Il cambiamento che si profila deve pertanto essere alternativo al modello proibizionista; va concepito adottando una visione paradigmatica della riduzione del danno e orientandosi alla regolamentazione del mercato e del consumo di sostanze attraverso strumenti differenti da quelli sinora subiti.

L’idea di adottare i Cannabis Social Club quale modello per la produzione ed il consumo delle cosiddette droghe leggere va in questa direzione. Esso si pone l’obiettivo di sperimentare e sviluppare modelli che eliminano alla base il ricorso al narcotraffico, sia per scelta che per il ricorso unico all’autoproduzione; evitano un arricchimento immotivato di coloro i quali se ne occupano attraverso un modello co-operativo e associazionistico ove il controllo del valore economico di ciò che si produce è regolato da tutti i membri del club e dove i pericoli di abuso vengono affrontati mediante il ricorso ad una produzione limitata e ad una distribuzione partecipata, fondata sulla effettiva necessità dei soci: modalità che attraverso un’azione collettiva mira ad accrescere e consolidare elementi di protezione individuale da abusi e dipendenze.

Per quanto si è certi della validità del modello sopra esposto, le cui peculiarità operative sono ampiamente illustrate nello statuto, si è pensato di operare una scelta che privilegiasse, almeno in un primo momento, coloro i quali necessitano per ragioni di salute dell’assunzione di cannabinoidi.

Tale scelta è connaturata al rispetto e la tutela della libertà di cura, oggi ancora ampiamente ostacolata nonostante alcune leggi la sanciscano, in parte ed in linea di principio, ma non ne garantiscano la piena attuazione.

Promuovere la cultura legata agli effetti benefici della cannabis fa emergere le contraddizioni connaturate alla cultura proibizionista secondo cui le sostanze rappresentino un fattore aggiuntivo e pertanto eliminabile, quando invece esse sono parte della cultura di comunità e fasce sociali, e gran parte dei problemi connessi sono imputabili proprio alle azioni di proibizione.

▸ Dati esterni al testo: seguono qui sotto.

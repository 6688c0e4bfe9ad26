use std::{f64::consts::PI, fmt::Display, iter::Sum};

use auto_ops::{impl_op_ex, impl_op_ex_commutative};
use serde::{Deserialize, Serialize};

/// A three-vector of `f64`s, used for momenta, velocities and vertex positions.
#[derive(Copy, Clone, Debug, Default, PartialEq, Serialize, Deserialize)]
pub struct Vec3 {
    /// The $`x`$ component
    pub x: f64,
    /// The $`y`$ component
    pub y: f64,
    /// The $`z`$ component
    pub z: f64,
}

impl Display for Vec3 {
    fn fmt(&self, f: &mut std::fmt::Formatter<'_>) -> std::fmt::Result {
        write!(f, "({:.4}, {:.4}, {:.4})", self.x, self.y, self.z)
    }
}

impl Vec3 {
    /// Create a new [`Vec3`] from its components.
    pub const fn new(x: f64, y: f64, z: f64) -> Self {
        Self { x, y, z }
    }

    /// The zero vector.
    pub const fn zero() -> Self {
        Self::new(0.0, 0.0, 0.0)
    }

    /// Form a four-momentum with this three-momentum and the given `mass`.
    pub fn with_mass(&self, mass: f64) -> Vec4 {
        let e = (mass.powi(2) + self.mag2()).sqrt();
        Vec4::new(self.x, self.y, self.z, e)
    }

    /// Form a four-momentum with this three-momentum and the given `energy`.
    pub fn with_energy(&self, energy: f64) -> Vec4 {
        Vec4::new(self.x, self.y, self.z, energy)
    }

    pub fn dot(&self, other: &Self) -> f64 {
        self.x * other.x + self.y * other.y + self.z * other.z
    }

    pub fn cross(&self, other: &Self) -> Self {
        Self::new(
            self.y * other.z - self.z * other.y,
            self.z * other.x - self.x * other.z,
            self.x * other.y - self.y * other.x,
        )
    }

    pub fn mag2(&self) -> f64 {
        self.dot(self)
    }

    pub fn mag(&self) -> f64 {
        self.mag2().sqrt()
    }

    /// Magnitude of the projection onto the $`xy`$-plane.
    pub fn perp(&self) -> f64 {
        self.x.hypot(self.y)
    }

    pub fn costheta(&self) -> f64 {
        self.z / self.mag()
    }

    pub fn theta(&self) -> f64 {
        self.costheta().acos()
    }

    pub fn phi(&self) -> f64 {
        self.y.atan2(self.x)
    }

    pub fn unit(&self) -> Self {
        self / self.mag()
    }
}

impl_op_ex!(+ |a: &Vec3, b: &Vec3| -> Vec3 { Vec3::new(a.x + b.x, a.y + b.y, a.z + b.z) });
impl_op_ex!(-|a: &Vec3, b: &Vec3| -> Vec3 { Vec3::new(a.x - b.x, a.y - b.y, a.z - b.z) });
impl_op_ex!(-|a: &Vec3| -> Vec3 { Vec3::new(-a.x, -a.y, -a.z) });
impl_op_ex_commutative!(*|a: &Vec3, b: &f64| -> Vec3 { Vec3::new(a.x * b, a.y * b, a.z * b) });
impl_op_ex!(/ |a: &Vec3, b: &f64| -> Vec3 { Vec3::new(a.x / b, a.y / b, a.z / b) });

/// A four-momentum $`(p_x, p_y, p_z, E)`$ with the metric signature $`(-,-,-,+)`$.
///
/// Energies and momenta are in GeV throughout this crate.
#[derive(Copy, Clone, Debug, Default, PartialEq, Serialize, Deserialize)]
pub struct Vec4 {
    /// The $`p_x`$ component
    pub x: f64,
    /// The $`p_y`$ component
    pub y: f64,
    /// The $`p_z`$ component
    pub z: f64,
    /// The energy component
    pub t: f64,
}

impl Display for Vec4 {
    fn fmt(&self, f: &mut std::fmt::Formatter<'_>) -> std::fmt::Result {
        write!(f, "{}", self.to_p4_string())
    }
}

impl Vec4 {
    /// Create a new [`Vec4`] from its momentum components and energy.
    pub const fn new(px: f64, py: f64, pz: f64, e: f64) -> Self {
        Self {
            x: px,
            y: py,
            z: pz,
            t: e,
        }
    }

    /// Build a four-momentum from collider coordinates and a mass.
    pub fn from_pt_eta_phi_m(pt: f64, eta: f64, phi: f64, m: f64) -> Self {
        Self::momentum_from_pt_eta_phi(pt, eta, phi).with_mass(m)
    }

    /// Build a four-momentum from collider coordinates and an energy.
    pub fn from_pt_eta_phi_e(pt: f64, eta: f64, phi: f64, e: f64) -> Self {
        Self::momentum_from_pt_eta_phi(pt, eta, phi).with_energy(e)
    }

    fn momentum_from_pt_eta_phi(pt: f64, eta: f64, phi: f64) -> Vec3 {
        Vec3::new(pt * phi.cos(), pt * phi.sin(), pt * eta.sinh())
    }

    pub fn px(&self) -> f64 {
        self.x
    }

    pub fn py(&self) -> f64 {
        self.y
    }

    pub fn pz(&self) -> f64 {
        self.z
    }

    pub fn e(&self) -> f64 {
        self.t
    }

    /// The three-momentum.
    pub fn vec3(&self) -> Vec3 {
        Vec3::new(self.x, self.y, self.z)
    }

    /// Magnitude of the three-momentum.
    pub fn p(&self) -> f64 {
        self.vec3().mag()
    }

    /// Transverse momentum.
    pub fn pt(&self) -> f64 {
        self.vec3().perp()
    }

    /// Pseudorapidity, $`\sinh^{-1}(p_z / p_T)`$.
    ///
    /// This is infinite along the beam axis and undefined for a null three-momentum.
    pub fn eta(&self) -> f64 {
        (self.z / self.pt()).asinh()
    }

    pub fn phi(&self) -> f64 {
        self.vec3().phi()
    }

    /// Rapidity, $`\frac{1}{2}\ln\frac{E + p_z}{E - p_z}`$.
    pub fn rapidity(&self) -> f64 {
        0.5 * ((self.t + self.z) / (self.t - self.z)).ln()
    }

    /// The invariant mass squared, $`E^2 - \vec{p}^2`$.
    pub fn m2(&self) -> f64 {
        self.t * self.t - self.vec3().mag2()
    }

    /// The invariant mass.
    ///
    /// Space-like vectors return $`-\sqrt{-m^2}`$ so that the sign of [`Vec4::m2`] survives.
    pub fn m(&self) -> f64 {
        let m2 = self.m2();
        if m2 < 0.0 {
            -(-m2).sqrt()
        } else {
            m2.sqrt()
        }
    }

    /// The velocity $`\vec{\beta} = \vec{p}/E`$.
    pub fn beta(&self) -> Vec3 {
        self.vec3() / self.t
    }

    /// The Lorentz factor $`E/m`$.
    pub fn gamma(&self) -> f64 {
        self.t / self.m2().sqrt()
    }

    /// Boost this four-vector by the velocity `beta`.
    ///
    /// To obtain a vector in the rest frame of `frame`, boost by `-frame.beta()`. Boosting by
    /// `frame.beta()` afterwards returns to the lab frame.
    pub fn boost(&self, beta: &Vec3) -> Self {
        let b2 = beta.mag2();
        if b2 == 0.0 {
            return *self;
        }
        let gamma = 1.0 / (1.0 - b2).sqrt();
        let p3 = self.vec3() + beta * ((gamma - 1.0) * self.vec3().dot(beta) / b2 + gamma * self.t);
        p3.with_energy(gamma * (self.t + beta.dot(&self.vec3())))
    }

    /// Scale all four components by `factor`, which scales the invariant mass by `|factor|`
    /// while keeping the velocity fixed.
    pub fn scaled(&self, factor: f64) -> Self {
        self * factor
    }

    /// Azimuthal separation wrapped into $`(-\pi, \pi]`$.
    pub fn delta_phi(&self, other: &Self) -> f64 {
        wrap_phi(self.phi() - other.phi())
    }

    /// Angular separation $`\Delta R = \sqrt{\Delta\eta^2 + \Delta\phi^2}`$.
    pub fn delta_r(&self, other: &Self) -> f64 {
        (self.eta() - other.eta()).hypot(self.delta_phi(other))
    }

    /// A compact human-readable form, `[e = ...; p = (...); m = ...]`.
    pub fn to_p4_string(&self) -> String {
        format!(
            "[e = {:.5}; p = ({:.5}, {:.5}, {:.5}); m = {:.5}]",
            self.t,
            self.x,
            self.y,
            self.z,
            self.m()
        )
    }
}

/// Map an angle into $`(-\pi, \pi]`$.
pub fn wrap_phi(phi: f64) -> f64 {
    PI - (PI - phi).rem_euclid(2.0 * PI)
}

impl_op_ex!(+ |a: &Vec4, b: &Vec4| -> Vec4 { Vec4::new(a.x + b.x, a.y + b.y, a.z + b.z, a.t + b.t) });
impl_op_ex!(-|a: &Vec4, b: &Vec4| -> Vec4 { Vec4::new(a.x - b.x, a.y - b.y, a.z - b.z, a.t - b.t) });
impl_op_ex!(-|a: &Vec4| -> Vec4 { Vec4::new(-a.x, -a.y, -a.z, -a.t) });
impl_op_ex_commutative!(*|a: &Vec4, b: &f64| -> Vec4 { Vec4::new(a.x * b, a.y * b, a.z * b, a.t * b) });
impl_op_ex!(/ |a: &Vec4, b: &f64| -> Vec4 { Vec4::new(a.x / b, a.y / b, a.z / b, a.t / b) });

impl Sum for Vec4 {
    fn sum<I: Iterator<Item = Self>>(iter: I) -> Self {
        iter.fold(Self::default(), |a, b| a + b)
    }
}

impl<'a> Sum<&'a Vec4> for Vec4 {
    fn sum<I: Iterator<Item = &'a Vec4>>(iter: I) -> Self {
        iter.fold(Self::default(), |a, b| a + b)
    }
}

L’evidente insuccesso delle forze politiche che, fin dall’approvazione del decreto, si sono impegnate per la revisione della Legge Fini-Giovanardi, muove ancor più in direzione della promozione di un percorso comune dal basso, capace di contrastare supposti principi di illegalità legati all’autoproduzione contrapponendovi un concreto rifiuto del mercato clandestino, unito a concetti di salute e benessere dell’individuo.

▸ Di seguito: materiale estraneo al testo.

use criterion::{black_box, criterion_group, criterion_main, BatchSize, BenchmarkId, Criterion};
use rjpsi_core::{
    data::{test_event, test_indices::JPSI},
    genealogy::walk_ancestors,
    AncestryRules, Inspector, OutputRow,
};

fn walk_benchmark(c: &mut Criterion) {
    let event = test_event();
    let rules = AncestryRules::default();
    c.bench_function("walk ancestors", |b| {
        b.iter(|| black_box(walk_ancestors(&event, black_box(JPSI), &rules)));
    });
}

fn inspect_benchmark(c: &mut Criterion) {
    let inspector = Inspector::default();
    let event = test_event();
    c.bench_function("inspect event", |b| {
        b.iter(|| black_box(inspector.inspect_event(black_box(&event))));
    });

    let mut group = c.benchmark_group("run");
    for n_events in [1_000, 10_000] {
        group.bench_with_input(
            BenchmarkId::from_parameter(n_events),
            &n_events,
            |b, &n_events| {
                b.iter_batched(
                    || (0..n_events).map(|_| Ok(test_event())).collect::<Vec<_>>(),
                    |events| {
                        let mut rows: Vec<OutputRow> = Vec::with_capacity(n_events);
                        black_box(inspector.run(events, &mut rows).unwrap());
                        rows
                    },
                    BatchSize::LargeInput,
                );
            },
        );
    }
    group.finish();
}

criterion_group!(benches, walk_benchmark, inspect_benchmark);
criterion_main!(benches);
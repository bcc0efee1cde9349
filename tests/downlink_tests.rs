//! Tests for the downlink scheduler: wraparound arithmetic, the
//! accept/reject policy, and the arm/fire/ack path against a mock radio
//! and a loopback UDP server.

use loragw_rs::constants::{PROTOCOL_VERSION, PULL_ACK, PULL_RESP, SCHEDULE_HORIZON_US};
use loragw_rs::gateway::downlink::{classify_delta, schedule_delta, DownlinkScheduler, SpinWait};
use loragw_rs::gateway::state::Counters;
use loragw_rs::gateway::Transport;
use loragw_rs::radio::mock::MockRadio;
use loragw_rs::TxAckError;
use proptest::prelude::*;
use std::net::SocketAddr;
use std::sync::Arc;
use std::time::Duration;
use tokio::net::UdpSocket;
use tokio::time::timeout;

const EUI: [u8; 8] = [0x24, 0x0A, 0xC4, 0xFF, 0xFE, 0x01, 0x02, 0x03];

/// The delay is computed ahead of the lookahead compensation.
#[test]
fn test_delta_ahead_of_clock() {
    assert_eq!(schedule_delta(5_000_000, 1_000_000), 3_987_500);
    assert_eq!(classify_delta(3_987_500), TxAckError::None);
}

/// A target behind the clock wraps into the 32-bit domain and lands
/// beyond the horizon.
#[test]
fn test_delta_wraps_behind_clock() {
    let delta = schedule_delta(2_000, 4_000_000_000);
    assert_eq!(delta, 294_956_796);
    assert_eq!(classify_delta(delta), TxAckError::TooLate);
}

/// The decision flips exactly at the horizon.
#[test]
fn test_decision_is_pure_in_delta() {
    assert_eq!(classify_delta(0), TxAckError::None);
    assert_eq!(classify_delta(SCHEDULE_HORIZON_US - 1), TxAckError::None);
    assert_eq!(classify_delta(SCHEDULE_HORIZON_US), TxAckError::TooLate);
    assert_eq!(classify_delta(u32::MAX), TxAckError::TooLate);
}

proptest! {
    /// For any tmst/clock pair the corrected delta equals the modulo-2^32
    /// reference computed in wide arithmetic; it is a u32 by construction,
    /// never negative.
    #[test]
    fn prop_delta_matches_modular_reference(tmst in any::<u32>(), now in any::<u32>()) {
        let delta = schedule_delta(tmst, now);
        let reference = (i64::from(tmst) - i64::from(now) - 12_500).rem_euclid(1i64 << 32);
        prop_assert_eq!(i64::from(delta), reference);
    }

    /// The schedule decision depends on nothing but the delta.
    #[test]
    fn prop_decision_from_delta_alone(delta in any::<u32>()) {
        let expected = if delta < SCHEDULE_HORIZON_US {
            TxAckError::None
        } else {
            TxAckError::TooLate
        };
        prop_assert_eq!(classify_delta(delta), expected);
    }
}

// ---------------------------------------------------------------------------
// Arm/fire/ack path
// ---------------------------------------------------------------------------

async fn bind_server() -> (UdpSocket, SocketAddr) {
    let socket = UdpSocket::bind("127.0.0.1:0").await.unwrap();
    let addr = socket.local_addr().unwrap();
    (socket, addr)
}

async fn recv_frame(server: &UdpSocket) -> Vec<u8> {
    let mut buf = [0u8; 1024];
    let (len, _) = timeout(Duration::from_secs(2), server.recv_from(&mut buf))
        .await
        .expect("no frame within 2s")
        .unwrap();
    buf[..len].to_vec()
}

fn pull_resp(token: u16, tmst: u32, data_b64: &str) -> Vec<u8> {
    let json = format!(
        r#"{{"txpk":{{"tmst":{tmst},"freq":869.525,"modu":"LORA","datr":"SF9BW125","codr":"4/5","ipol":true,"data":"{data_b64}"}}}}"#
    );
    let mut frame = vec![PROTOCOL_VERSION, (token >> 8) as u8, token as u8, PULL_RESP];
    frame.extend_from_slice(json.as_bytes());
    frame
}

struct Fixture {
    radio: Arc<MockRadio>,
    scheduler: DownlinkScheduler,
    counters: Arc<Counters>,
    server: UdpSocket,
}

async fn fixture() -> Fixture {
    let (server, addr) = bind_server().await;
    let transport = Arc::new(Transport::connect("127.0.0.1", addr.port()).await.unwrap());
    let counters = Arc::new(Counters::new());
    let (radio, _events) = MockRadio::new();
    let scheduler = DownlinkScheduler::new(
        radio.clone(),
        radio.clone(),
        transport,
        Arc::clone(&counters),
        EUI,
        Arc::new(SpinWait),
    );
    Fixture {
        radio,
        scheduler,
        counters,
        server,
    }
}

async fn wait_for_tx(radio: &MockRadio) -> Vec<Vec<u8>> {
    timeout(Duration::from_secs(2), async {
        loop {
            let sent = radio.sent_frames();
            if !sent.is_empty() {
                return sent;
            }
            tokio::time::sleep(Duration::from_millis(5)).await;
        }
    })
    .await
    .expect("no transmission within 2s")
}

/// A request inside the horizon is acked NONE, the radio is reconfigured
/// for the requested channel, and the payload leaves once the clock
/// reaches the target.
#[tokio::test]
async fn test_scheduled_request_fires_and_acks_none() {
    let f = fixture().await;
    f.radio.set_clock_us(1_000_000);

    // 30 ms ahead: 17.5 ms of timer sleep, the rest spin-waited
    f.scheduler
        .handle_pull_resp(&pull_resp(0x0101, 1_030_000, "AQID"))
        .await;

    let ack = recv_frame(&f.server).await;
    assert_eq!(ack[3], PULL_ACK);
    assert_eq!(u16::from_be_bytes([ack[1], ack[2]]), 0x0101);
    let ack_json: serde_json::Value = serde_json::from_slice(&ack[12..]).unwrap();
    assert_eq!(ack_json["txpk_ack"]["error"], "NONE");

    // Let the armed task reach the spin, then move the clock past the target.
    tokio::time::sleep(Duration::from_millis(50)).await;
    f.radio.set_clock_us(1_031_000);

    let sent = wait_for_tx(&f.radio).await;
    assert_eq!(sent, vec![vec![1, 2, 3]]);
    let configs = f.radio.applied_configs();
    assert_eq!(configs.last().unwrap().frequency_hz, 869_525_000);
    assert!(configs.last().unwrap().iq_inverted);

    let snap = f.counters.snapshot();
    assert_eq!(snap.downlinks_received, 1);
    assert_eq!(snap.transmitted, 1);
}

/// A request beyond the horizon is acked TOO_LATE and nothing is armed,
/// but it still counts as a received downlink.
#[tokio::test]
async fn test_rejected_request_acks_too_late() {
    let f = fixture().await;
    f.radio.set_clock_us(4_000_000_000);

    f.scheduler
        .handle_pull_resp(&pull_resp(0x0202, 2_000, "AQID"))
        .await;

    let ack = recv_frame(&f.server).await;
    assert_eq!(ack[3], PULL_ACK);
    assert_eq!(u16::from_be_bytes([ack[1], ack[2]]), 0x0202);
    let ack_json: serde_json::Value = serde_json::from_slice(&ack[12..]).unwrap();
    assert_eq!(ack_json["txpk_ack"]["error"], "TOO_LATE");

    tokio::time::sleep(Duration::from_millis(50)).await;
    assert!(f.radio.sent_frames().is_empty());
    let snap = f.counters.snapshot();
    assert_eq!(snap.downlinks_received, 1);
    assert_eq!(snap.transmitted, 0);
}

/// A malformed PULL_RESP is dropped: no ack, no counter movement.
#[tokio::test]
async fn test_malformed_pull_resp_is_dropped() {
    let f = fixture().await;
    f.radio.set_clock_us(1_000_000);

    let mut frame = vec![PROTOCOL_VERSION, 0x03, 0x03, PULL_RESP];
    frame.extend_from_slice(br#"{"txpk":{"freq":869.525}}"#);
    f.scheduler.handle_pull_resp(&frame).await;

    let mut buf = [0u8; 64];
    let got_ack = timeout(Duration::from_millis(100), f.server.recv_from(&mut buf)).await;
    assert!(got_ack.is_err(), "malformed frame must not be acked");
    assert_eq!(f.counters.snapshot().downlinks_received, 0);
}

/// Arming a second request replaces the first: the first never fires.
#[tokio::test]
async fn test_replacing_a_pending_transmission() {
    let f = fixture().await;
    f.radio.set_clock_us(1_000_000);

    // Far-off request sits in its timer sleep (~5 s)
    f.scheduler
        .handle_pull_resp(&pull_resp(0x0A0A, 6_000_000, "b2xk"))
        .await;
    let _first_ack = recv_frame(&f.server).await;

    // Near request replaces it
    f.scheduler
        .handle_pull_resp(&pull_resp(0x0B0B, 1_030_000, "bmV3"))
        .await;
    let _second_ack = recv_frame(&f.server).await;

    tokio::time::sleep(Duration::from_millis(50)).await;
    f.radio.set_clock_us(7_000_000);

    let sent = wait_for_tx(&f.radio).await;
    assert_eq!(sent, vec![b"new".to_vec()]);
    assert_eq!(f.counters.snapshot().transmitted, 1);
}

/// A radio failure after the ack is swallowed; the ack already said NONE.
#[tokio::test]
async fn test_radio_failure_after_ack_is_report_only() {
    let f = fixture().await;
    f.radio.set_clock_us(1_000_000);
    f.radio
        .fail_radio
        .store(true, std::sync::atomic::Ordering::SeqCst);

    f.scheduler
        .handle_pull_resp(&pull_resp(0x0C0C, 1_030_000, "AQID"))
        .await;

    let ack = recv_frame(&f.server).await;
    let ack_json: serde_json::Value = serde_json::from_slice(&ack[12..]).unwrap();
    assert_eq!(ack_json["txpk_ack"]["error"], "NONE");

    tokio::time::sleep(Duration::from_millis(100)).await;
    assert!(f.radio.sent_frames().is_empty());
    assert_eq!(f.counters.snapshot().transmitted, 0);
}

Alcuni territori hanno iniziato da tempo un percorso con pazienti affetti da diverse patologie che hanno bisogno dei benefici e degli effetti terapeutici della cannabis, il cui uso gli viene negato o laddove venga concesso, comunque impossibilitato dai costi eccessivi dei preparati, su cui lucrano enormemente le grandi industrie farmaceutiche. Considerando l’autoproduzione lo strumento migliore per far fronte a questa problematica, due gruppi di pazienti di Torino e Genova, consapevoli dei rischi a cui vanno incontro e determinati a cambiare la loro situazione, sono pronti a costituirsi in una forma associativa che possa garantire il loro fabbisogno ad un prezzo accessibile, e calcolato unicamente sulla base delle spese di coltivazione.

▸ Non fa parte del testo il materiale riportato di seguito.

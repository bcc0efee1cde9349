//! Radio abstraction: driver trait, modulation parameters, and the event
//! channel that decouples interrupt-context delivery from protocol work.

pub mod driver;
pub mod events;
pub mod mock;
pub mod params;

pub use driver::{Radio, RadioClock, RxStats, TxParams};
pub use events::{event_channel, RadioEvent};
pub use params::{Bandwidth, CodingRate, Datarate, SpreadingFactor};
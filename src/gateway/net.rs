//! # Network/Time Collaborator Boundary
//!
//! Association with the network and wall-clock synchronization happen once
//! at startup and are not part of the protocol core. The trait keeps the
//! gateway portable across hosts that manage connectivity themselves and
//! embedded targets that must bring a link up first.

use crate::error::GatewayError;
use async_trait::async_trait;
use log::debug;

#[async_trait]
pub trait NetworkLink: Send + Sync {
    /// Block until the host is associated with a network.
    async fn associate(&self) -> Result<(), GatewayError>;

    /// Block until the wall clock is synchronized against `server`,
    /// resyncing every `period_secs` thereafter.
    async fn sync_clock(&self, server: &str, period_secs: u64) -> Result<(), GatewayError>;
}

/// For hosts whose operating system already manages connectivity and NTP.
pub struct NoopNetwork;

#[async_trait]
impl NetworkLink for NoopNetwork {
    async fn associate(&self) -> Result<(), GatewayError> {
        debug!("Network association delegated to the host");
        Ok(())
    }

    async fn sync_clock(&self, server: &str, period_secs: u64) -> Result<(), GatewayError> {
        debug!("Clock sync delegated to the host (would use {server} every {period_secs}s)");
        Ok(())
    }
}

Per evitare che queste rimangano esperienze isolate e allo scopo di intercettare bisogni analoghi sul territorio nazionale, crediamo sia importante prima di concretizzare il percorso, chiamare a raccolta chi potrebbe essere interessato e presentare il nostro progetto, che, come successo in altri paesi europei, potrebbe essere propedeutico ad un cambiamento radicale dal basso delle politiche sulle droghe. Non è nostra intenzione fermarci all’uso terapeutico ma crediamo che il modello dei CSC possa essere appannaggio di tutti e tutte, come forma di regolamentazione di produzione e consumo di cannabis, sostanza oggi enormemente diffusa e ancora fortemente perseguita.

L’appuntamento è per sabato 2 Marzo all’ex colorificio occupato di Pisa, in via Montelungo 70 a partire dalle ore 11. La riunione proseguirà dopo pranzo fino alle ore 18.00.

Sono invitati tutti coloro i quali, singoli e collettivi, pazienti e consumatori, siano interessati a dare una svolta dal basso a questa situazione e ad abbracciare il modello dei Cannabis Social Club.